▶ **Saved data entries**
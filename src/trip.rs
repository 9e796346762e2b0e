//! Live trip recording and paddling speed estimates.
//!
//! Timestamps are seconds supplied by the host; the core never reads a
//! clock.

use serde::{Deserialize, Serialize};

use crate::geo::haversine;
use crate::network::Coordinate;

/// A trip in progress.
#[derive(Debug, Clone)]
pub struct Trip {
    started_at: f64,
    last_fix_at: f64,
    coords: Vec<Coordinate>,
    distance_m: f64,
}

/// A finished trip, ready for the host to persist.
#[derive(Debug, Clone, Serialize)]
pub struct TripSummary {
    pub coords: Vec<Coordinate>,
    pub distance_m: f64,
    pub duration_s: f64,
}

impl Trip {
    pub fn start(timestamp_s: f64) -> Self {
        Self {
            started_at: timestamp_s,
            last_fix_at: timestamp_s,
            coords: Vec::new(),
            distance_m: 0.0,
        }
    }

    /// Append a location fix. Fixes older than the latest one extend the
    /// path but not the duration.
    pub fn record(&mut self, coord: Coordinate, timestamp_s: f64) {
        if let Some(prev) = self.coords.last() {
            self.distance_m += haversine(prev, &coord);
        }
        self.coords.push(coord);
        self.last_fix_at = self.last_fix_at.max(timestamp_s);
    }

    pub fn coords(&self) -> &[Coordinate] {
        &self.coords
    }

    pub fn distance_m(&self) -> f64 {
        self.distance_m
    }

    pub fn duration_s(&self) -> f64 {
        self.last_fix_at - self.started_at
    }

    /// Meters per second, 0 when no time has passed.
    pub fn average_speed(&self) -> f64 {
        let duration = self.duration_s();
        if duration > 0.0 {
            self.distance_m / duration
        } else {
            0.0
        }
    }

    pub fn finish(self) -> TripSummary {
        let duration_s = self.duration_s();
        TripSummary {
            coords: self.coords,
            distance_m: self.distance_m,
            duration_s,
        }
    }
}

/// Running totals over all finished trips.
#[derive(Debug, Clone, Copy, Default, PartialEq, Serialize, Deserialize)]
pub struct Totals {
    pub distance_m: f64,
    pub duration_s: f64,
}

impl Totals {
    pub fn add(&mut self, trip: &TripSummary) {
        self.distance_m += trip.distance_m;
        self.duration_s += trip.duration_s;
    }

    /// Meters per second, `None` before any time has been logged.
    pub fn speed(&self) -> Option<f64> {
        let speed = self.distance_m / self.duration_s;
        (speed.is_finite() && speed > 0.0).then_some(speed)
    }
}

/// Paddling pace used for time estimates.
#[derive(Debug, Clone, Copy, Default, PartialEq, Eq, Serialize, Deserialize)]
#[serde(rename_all = "snake_case")]
pub enum Speed {
    Leisurely,
    #[default]
    Brisk,
    /// The paddler's own average over past trips.
    Average,
}

impl Speed {
    /// Display order.
    pub const SORTED: [Speed; 3] = [Speed::Average, Speed::Leisurely, Speed::Brisk];

    pub fn name(self) -> &'static str {
        match self {
            Speed::Leisurely => "Leisurely",
            Speed::Brisk => "Brisk",
            Speed::Average => "Average",
        }
    }

    /// Meters per second.
    pub fn meters_per_second(self, totals: &Totals) -> f64 {
        match self {
            Speed::Leisurely => 0.5,
            Speed::Brisk => 1.0,
            Speed::Average => totals
                .speed()
                .unwrap_or_else(|| Speed::Brisk.meters_per_second(totals)),
        }
    }
}

/// Seconds needed to paddle `distance_m` at `speed`.
pub fn estimate_duration_s(distance_m: f64, speed: Speed, totals: &Totals) -> f64 {
    distance_m / speed.meters_per_second(totals)
}

#[cfg(test)]
mod tests {
    use super::*;

    fn pt(lat: f64, lon: f64) -> Coordinate {
        Coordinate::new(lat, lon)
    }

    #[test]
    fn trip_accumulates_distance() {
        let mut trip = Trip::start(100.0);
        trip.record(pt(52.0, -1.0), 100.0);
        trip.record(pt(52.0, -0.99), 400.0);
        trip.record(pt(52.01, -0.99), 1000.0);

        let expected = crate::geo::path_length(trip.coords());
        assert!((trip.distance_m() - expected).abs() < 1e-6);
        assert_eq!(trip.duration_s(), 900.0);
        assert!(trip.average_speed() > 1.0 && trip.average_speed() < 3.0);
    }

    #[test]
    fn trip_ignores_stale_timestamps_for_duration() {
        let mut trip = Trip::start(0.0);
        trip.record(pt(52.0, -1.0), 60.0);
        trip.record(pt(52.0, -0.999), 30.0);
        assert_eq!(trip.duration_s(), 60.0);
        assert_eq!(trip.coords().len(), 2);
    }

    #[test]
    fn empty_trip_has_no_speed() {
        let trip = Trip::start(10.0);
        assert_eq!(trip.average_speed(), 0.0);
        let summary = trip.finish();
        assert_eq!(summary.distance_m, 0.0);
        assert_eq!(summary.duration_s, 0.0);
    }

    #[test]
    fn totals_feed_average_speed() {
        let mut totals = Totals::default();
        assert_eq!(Speed::Average.meters_per_second(&totals), 1.0);

        totals.add(&TripSummary { coords: Vec::new(), distance_m: 3000.0, duration_s: 2000.0 });
        assert_eq!(totals.speed(), Some(1.5));
        assert_eq!(Speed::Average.meters_per_second(&totals), 1.5);
    }

    #[test]
    fn estimate_duration_by_speed() {
        let totals = Totals::default();
        assert_eq!(estimate_duration_s(1800.0, Speed::Leisurely, &totals), 3600.0);
        assert_eq!(estimate_duration_s(1800.0, Speed::Brisk, &totals), 1800.0);
    }

    #[test]
    fn speed_display_order() {
        let names: Vec<&str> = Speed::SORTED.iter().map(|s| s.name()).collect();
        assert_eq!(names, vec!["Average", "Leisurely", "Brisk"]);
        assert_eq!(Speed::default(), Speed::Brisk);
    }
}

▶ **WHAT THE TASK ASKS**
Only the lines above starting with the one with "let mut trip = Trip::start(100.0);" and going through the one with "3000.0, duration_s: 2000.0" are to be copied, word for word and with both ends kept.

▶ **RESPONSE TO THE EXERCISE**
        let mut trip = Trip::start(100.0);
        trip.record(pt(52.0, -1.0), 100.0);
        trip.record(pt(52.0, -0.99), 400.0);
        trip.record(pt(52.01, -0.99), 1000.0);

        let expected = crate::geo::path_length(trip.coords());
        assert!((trip.distance_m() - expected).abs() < 1e-6);
        assert_eq!(trip.duration_s(), 900.0);
        assert!(trip.average_speed() > 1.0 && trip.average_speed() < 3.0);
    }

    #[test]
    fn trip_ignores_stale_timestamps_for_duration() {
        let mut trip = Trip::start(0.0);
        trip.record(pt(52.0, -1.0), 60.0);
        trip.record(pt(52.0, -0.999), 30.0);
        assert_eq!(trip.duration_s(), 60.0);
        assert_eq!(trip.coords().len(), 2);
    }

    #[test]
    fn empty_trip_has_no_speed() {
        let trip = Trip::start(10.0);
        assert_eq!(trip.average_speed(), 0.0);
        let summary = trip.finish();
        assert_eq!(summary.distance_m, 0.0);
        assert_eq!(summary.duration_s, 0.0);
    }

    #[test]
    fn totals_feed_average_speed() {
        let mut totals = Totals::default();
        assert_eq!(Speed::Average.meters_per_second(&totals), 1.0);

        totals.add(&TripSummary { coords: Vec::new(), distance_m: 3000.0, duration_s: 2000.0 });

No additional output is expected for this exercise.